Last edit March 14, 2007
BoredomIsaSmell. Possibly the only smell you should heed when it comes to the decision to automate.

Examples of non-boring tasks, which would be less-suited to automation, with their boring counterparts, which would be more beneficial to automate:

  • Not boring: Coming up with a style guide for a new language
  • Boring: Re-indenting code

  • Not boring: Higher-level search-and-replace (i.e., finding all code that directly uses the database and making it use an indirect layer)
  • Boring: Literal search-and-replace (change "getSelectSql" to "selectSql")

  • Not boring: Extracting an interface
  • Boring: Implementing an interface (in a language like Java)

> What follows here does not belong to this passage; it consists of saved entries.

//! Stratification request definitions.

use serde::{Deserialize, Serialize};
use std::fmt;

use crate::operator::Operator;

/// One side of an age range: an operator and a raw numeric literal.
#[derive(Debug, Clone, PartialEq, Serialize, Deserialize)]
pub struct Bound {
    pub operator: Operator,
    pub value: String,
}

impl Bound {
    pub fn new(operator: Operator, value: impl Into<String>) -> Self {
        Self {
            operator,
            value: value.into(),
        }
    }

    /// A bound with a blank value was left unfilled by the author.
    pub fn is_present(&self) -> bool {
        !self.value.trim().is_empty()
    }
}

impl fmt::Display for Bound {
    fn fmt(&self, f: &mut fmt::Formatter<'_>) -> fmt::Result {
        write!(f, "{} {}", self.operator, self.value.trim())
    }
}

/// Up to two AND-combined bounds on the age column.
///
/// Bounds keep the order the author wrote them in; which one is the lower
/// limit is only decided when the range is named.
#[derive(Debug, Clone, Default, PartialEq, Serialize, Deserialize)]
pub struct AgeRange {
    #[serde(default)]
    pub first: Option<Bound>,
    #[serde(default)]
    pub second: Option<Bound>,
}

impl AgeRange {
    /// A range constrained on one side.
    pub fn single(operator: Operator, value: impl Into<String>) -> Self {
        Self {
            first: Some(Bound::new(operator, value)),
            second: None,
        }
    }

    /// A range constrained by two bounds, in authoring order.
    pub fn pair(
        first_op: Operator,
        first_value: impl Into<String>,
        second_op: Operator,
        second_value: impl Into<String>,
    ) -> Self {
        Self {
            first: Some(Bound::new(first_op, first_value)),
            second: Some(Bound::new(second_op, second_value)),
        }
    }

    /// Present bounds in authoring order.
    pub fn bounds(&self) -> impl Iterator<Item = &Bound> {
        [self.first.as_ref(), self.second.as_ref()]
            .into_iter()
            .flatten()
            .filter(|b| b.is_present())
    }

    /// True when no bound is present.
    pub fn is_unbounded(&self) -> bool {
        self.bounds().next().is_none()
    }
}

impl fmt::Display for AgeRange {
    fn fmt(&self, f: &mut fmt::Formatter<'_>) -> fmt::Result {
        let parts: Vec<String> = self.bounds().map(Bound::to_string).collect();
        if parts.is_empty() {
            write!(f, "any age")
        } else {
            write!(f, "{}", parts.join(" AND "))
        }
    }
}

/// Exact-match selector on the category column.
#[derive(Debug, Clone, PartialEq, Eq, Serialize, Deserialize)]
pub struct CategoryRule {
    pub value: String,
}

impl CategoryRule {
    pub fn new(value: impl Into<String>) -> Self {
        Self {
            value: value.into(),
        }
    }
}

/// Age ranges and category values to cross into strata.
#[derive(Debug, Clone, Default, PartialEq, Serialize, Deserialize)]
pub struct StratificationRequest {
    #[serde(default)]
    pub age_rules: Vec<AgeRange>,
    #[serde(default)]
    pub category_rules: Vec<CategoryRule>,
}

impl StratificationRequest {
    pub fn new() -> Self {
        Self::default()
    }

    #[must_use]
    pub fn with_age(mut self, range: AgeRange) -> Self {
        self.age_rules.push(range);
        self
    }

    #[must_use]
    pub fn with_category(mut self, value: impl Into<String>) -> Self {
        self.category_rules.push(CategoryRule::new(value));
        self
    }

    /// Upper bound on the number of strata this request produces.
    pub fn planned_strata(&self) -> usize {
        match (self.age_rules.len(), self.category_rules.len()) {
            (0, categories) => categories,
            (ages, 0) => ages,
            (ages, categories) => ages * categories,
        }
    }
}
//! Logging setup using `tracing` and `tracing-subscriber`.
//!
//! # Log Levels
//!
//! - `error`: fatal problems reading or writing files
//! - `warn`: rules or strata that could only be partly evaluated
//! - `info`: pass summaries, files read and written
//! - `debug`: per-rule and per-stratum detail
//!
//! Cell values are never logged at any level.

use std::fs::OpenOptions;
use std::io::{self, Write};
use std::path::PathBuf;
use std::sync::{Arc, Mutex};

use tracing::level_filters::LevelFilter;
use tracing_subscriber::{
    EnvFilter,
    fmt::{self, MakeWriter},
    layer::SubscriberExt,
    util::SubscriberInitExt,
};

/// Crates whose events follow the configured level.
const SIFT_TARGETS: [&str; 4] = ["sift", "sift_cli", "sift_engine", "sift_model"];

/// Configuration for logging behavior.
#[derive(Debug, Clone)]
pub struct LogConfig {
    pub level_filter: LevelFilter,
    /// Let `RUST_LOG` override `level_filter` when it is set.
    pub use_env_filter: bool,
    pub with_timestamps: bool,
    pub with_target: bool,
    pub with_ansi: bool,
    pub format: LogFormat,
    /// Logs go to this file instead of stderr when set.
    pub log_file: Option<PathBuf>,
}

/// Log output format.
#[derive(Debug, Clone, Copy, Default, PartialEq, Eq)]
pub enum LogFormat {
    /// Human-readable, multi-field output.
    #[default]
    Pretty,
    /// Single-line output.
    Compact,
    /// One JSON object per event.
    Json,
}

impl Default for LogConfig {
    fn default() -> Self {
        Self {
            level_filter: LevelFilter::WARN,
            use_env_filter: true,
            with_timestamps: false,
            with_target: false,
            with_ansi: true,
            format: LogFormat::default(),
            log_file: None,
        }
    }
}

/// Installs the global subscriber. Call once at startup.
///
/// # Errors
///
/// Returns an error if the log file cannot be opened.
pub fn init_logging(config: &LogConfig) -> io::Result<()> {
    if let Some(path) = &config.log_file {
        let file = OpenOptions::new().create(true).append(true).open(path)?;
        init_logging_with_writer(config, SharedFileWriter::new(file));
    } else {
        init_logging_with_writer(config, io::stderr);
    }
    Ok(())
}

/// Installs the global subscriber with a custom writer.
pub fn init_logging_with_writer<W>(config: &LogConfig, writer: W)
where
    W: for<'writer> MakeWriter<'writer> + Send + Sync + 'static,
{
    let filter = build_env_filter(config);

    match config.format {
        LogFormat::Json => {
            let layer = fmt::layer()
                .json()
                .with_writer(writer)
                .with_target(config.with_target);
            tracing_subscriber::registry()
                .with(filter)
                .with(layer)
                .init();
        }
        LogFormat::Compact => {
            let layer = fmt::layer()
                .compact()
                .with_writer(writer)
                .with_ansi(config.with_ansi)
                .with_target(config.with_target);
            if config.with_timestamps {
                tracing_subscriber::registry()
                    .with(filter)
                    .with(layer)
                    .init();
            } else {
                tracing_subscriber::registry()
                    .with(filter)
                    .with(layer.without_time())
                    .init();
            }
        }
        LogFormat::Pretty => {
            let layer = fmt::layer()
                .with_writer(writer)
                .with_ansi(config.with_ansi)
                .with_target(config.with_target);
            if config.with_timestamps {
                tracing_subscriber::registry()
                    .with(filter)
                    .with(layer)
                    .init();
            } else {
                tracing_subscriber::registry()
                    .with(filter)
                    .with(layer.without_time())
                    .init();
            }
        }
    }
}

#[derive(Clone)]
struct SharedFileWriter {
    file: Arc<Mutex<std::fs::File>>,
}

impl SharedFileWriter {
    fn new(file: std::fs::File) -> Self {
        Self {
            file: Arc::new(Mutex::new(file)),
        }
    }
}

struct SharedFileGuard {
    file: Arc<Mutex<std::fs::File>>,
}

impl Write for SharedFileGuard {
    fn write(&mut self, buf: &[u8]) -> io::Result<usize> {
        let mut guard = self
            .file
            .lock()
            .map_err(|_| io::Error::other("log file lock poisoned"))?;
        guard.write(buf)
    }

    fn flush(&mut self) -> io::Result<()> {
        let mut guard = self
            .file
            .lock()
            .map_err(|_| io::Error::other("log file lock poisoned"))?;
        guard.flush()
    }
}

impl<'a> MakeWriter<'a> for SharedFileWriter {
    type Writer = SharedFileGuard;

    fn make_writer(&'a self) -> Self::Writer {
        SharedFileGuard {
            file: Arc::clone(&self.file),
        }
    }
}

/// Default directives: our crates at the configured level, others at warn.
fn default_directives(level: LevelFilter) -> String {
    let level = level.to_string().to_lowercase();
    let mut directives = vec!["warn".to_string()];
    directives.extend(SIFT_TARGETS.iter().map(|target| format!("{target}={level}")));
    directives.join(",")
}

fn build_env_filter(config: &LogConfig) -> EnvFilter {
    let defaults = || EnvFilter::new(default_directives(config.level_filter));
    if config.use_env_filter {
        EnvFilter::try_from_default_env().unwrap_or_else(|_| defaults())
    } else {
        defaults()
    }
}

#[cfg(test)]
mod tests {
    use super::*;

    #[test]
    fn test_default_directives() {
        assert_eq!(
            default_directives(LevelFilter::DEBUG),
            "warn,sift=debug,sift_cli=debug,sift_engine=debug,sift_model=debug"
        );
    }

    #[test]
    fn test_default_config_is_quiet() {
        let config = LogConfig::default();
        assert_eq!(config.level_filter, LevelFilter::WARN);
        assert_eq!(config.format, LogFormat::Pretty);
        assert!(config.log_file.is_none());
    }
}
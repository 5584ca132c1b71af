//! Rule model for Data Sift.
//!
//! Exclusion rules and stratification requests arrive from authoring tools as
//! loosely shaped text. This crate gives them a typed shape that is checked
//! once, at the boundary, so the engine never re-validates per row.

pub mod config;
pub mod error;
pub mod operator;
pub mod presets;
pub mod rule;
pub mod strata;

pub use config::GlobalConfig;
pub use error::{ModelError, Result};
pub use operator::{CompoundLogic, Operator};
pub use rule::{ColumnSpec, Compound, Condition, ConditionalGate, ExclusionRule};
pub use strata::{AgeRange, Bound, CategoryRule, StratificationRequest};
//! CLI argument definitions.

use std::path::PathBuf;

use clap::{Args, Parser, Subcommand, ValueEnum};
use clap_verbosity_flag::{Verbosity, WarnLevel};
use colorchoice_clap::Color;
use sift_cli::rules::{Preset, RuleSource};
use sift_model::GlobalConfig;

#[derive(Parser)]
#[command(
    name = "sift",
    version,
    about = "Data Sift - exclusion filtering and stratification of lab sheets",
    long_about = "Remove rows from a CSV sheet with an ordered list of exclusion rules,\n\
                  or split it into age and category strata.\n\n\
                  Decimal commas (7,0) are understood; output sheets use ';'."
)]
pub struct Cli {
    #[command(subcommand)]
    pub command: Command,

    /// Adjust log verbosity (-v for info, -vv for debug, -q for errors only).
    #[command(flatten)]
    pub verbosity: Verbosity<WarnLevel>,

    /// Control ANSI color output (auto, always, never).
    #[command(flatten)]
    pub color: Color,

    /// Explicit log level (overrides -v/-q flags).
    #[arg(long = "log-level", value_enum, global = true)]
    pub log_level: Option<LogLevelArg>,

    /// Log output format (pretty for human, json for machine parsing).
    #[arg(
        long = "log-format",
        value_enum,
        default_value = "pretty",
        global = true
    )]
    pub log_format: LogFormatArg,

    /// Write logs to a file instead of stderr.
    #[arg(long = "log-file", value_name = "PATH", global = true)]
    pub log_file: Option<PathBuf>,
}

#[derive(Subcommand)]
pub enum Command {
    /// Apply exclusion rules to a sheet and write the rows that remain.
    Filter(FilterArgs),

    /// Split a sheet into age/category strata, one CSV per stratum.
    Stratify(StratifyArgs),

    /// Show a rule list.
    Rules(RulesArgs),
}

/// Column names shared by every command that reads a sheet.
#[derive(Args)]
pub struct ColumnArgs {
    /// Column holding the subject's age.
    #[arg(long = "age-column", value_name = "COLUMN", default_value = "Idade")]
    pub age_column: String,

    /// Column holding the category used for strata and rule conditions.
    #[arg(long = "category-column", value_name = "COLUMN", default_value = "Sexo")]
    pub category_column: String,
}

impl ColumnArgs {
    pub fn config(&self) -> GlobalConfig {
        GlobalConfig::new(self.age_column.trim(), self.category_column.trim())
    }
}

/// Either a rule file or a named preset.
#[derive(Args)]
#[group(required = true, multiple = false)]
pub struct RuleSourceArgs {
    /// JSON file with an array of exclusion rules.
    #[arg(long = "rules", value_name = "FILE")]
    pub rules: Option<PathBuf>,

    /// Built-in rule set.
    #[arg(long = "preset", value_name = "NAME")]
    pub preset: Option<Preset>,
}

impl RuleSourceArgs {
    pub fn source(&self) -> RuleSource {
        match (&self.rules, self.preset) {
            (Some(path), _) => RuleSource::File(path.clone()),
            (None, Some(preset)) => RuleSource::Preset(preset),
            (None, None) => RuleSource::Preset(Preset::Laboratory),
        }
    }
}

#[derive(Args)]
pub struct FilterArgs {
    /// Sheet to filter (CSV, ',' or ';' separated).
    #[arg(value_name = "INPUT")]
    pub input: PathBuf,

    #[command(flatten)]
    pub rules: RuleSourceArgs,

    #[command(flatten)]
    pub columns: ColumnArgs,

    /// Output file (default: Filtered_Sheet_<timestamp>.csv next to INPUT).
    #[arg(long = "output", short = 'o', value_name = "PATH")]
    pub output: Option<PathBuf>,

    /// Report what each rule would remove without writing output.
    #[arg(long = "dry-run")]
    pub dry_run: bool,
}

#[derive(Args)]
pub struct StratifyArgs {
    /// Sheet to split (CSV, ',' or ';' separated).
    #[arg(value_name = "INPUT")]
    pub input: PathBuf,

    /// JSON file with the age ranges and category values to cross.
    #[arg(long = "strata", value_name = "FILE")]
    pub strata: PathBuf,

    #[command(flatten)]
    pub columns: ColumnArgs,

    /// Directory for the stratum CSVs (default: <INPUT dir>/strata).
    #[arg(long = "output-dir", value_name = "DIR")]
    pub output_dir: Option<PathBuf>,

    /// Report strata sizes without writing output.
    #[arg(long = "dry-run")]
    pub dry_run: bool,
}

#[derive(Args)]
pub struct RulesArgs {
    /// JSON file with an array of exclusion rules.
    #[arg(long = "rules", value_name = "FILE", conflicts_with = "preset")]
    pub rules: Option<PathBuf>,

    /// Built-in rule set (default: laboratory).
    #[arg(long = "preset", value_name = "NAME")]
    pub preset: Option<Preset>,

    /// Print the rules as JSON instead of a table.
    #[arg(long = "json")]
    pub json: bool,
}

impl RulesArgs {
    pub fn source(&self) -> RuleSource {
        match (&self.rules, self.preset) {
            (Some(path), _) => RuleSource::File(path.clone()),
            (None, preset) => RuleSource::Preset(preset.unwrap_or(Preset::Laboratory)),
        }
    }
}

/// CLI log level choices.
#[derive(Clone, Copy, ValueEnum)]
pub enum LogLevelArg {
    Error,
    Warn,
    Info,
    Debug,
    Trace,
}

/// CLI log format choices.
#[derive(Clone, Copy, ValueEnum)]
pub enum LogFormatArg {
    Pretty,
    Compact,
    Json,
}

  • Not boring: Choosing between delegation and inheritance
  • Boring: Writing delegation code

  • Not boring: Planning
  • Boring: Collecting metrics

  • Not boring: Writing test procedures
  • Boring: Running test procedures

  • Not boring: Determining how to build and deploy the software
  • Boring: Building and deploying the software

  • Not boring: 20%
  • Boring: 80%


I HaveThisPattern. Every time I find myself saying "this is boring" while working on my Web site, I end up creating another script to AutomateBoredom: site maintenance, uploading changes, HTML validation, link checking, indexing, etc. Editor macros insert tag pairs while writing content. New pages use a standard page template for boilerplate material. I now spend almost all of my Web design time writing and editing content, not formatting, without using a ContentManagementSystem. (My site validation script indicates successful results with a GreenBar, and incorrect pages produce a RedBar. Reminiscent of a UnitTest, but written before I'd heard of them.)

This may explain part of the popularity of blog software: it lets people create a well-organized site without mucking around with HTML, alleviating the need to AutomateBoredom entirely.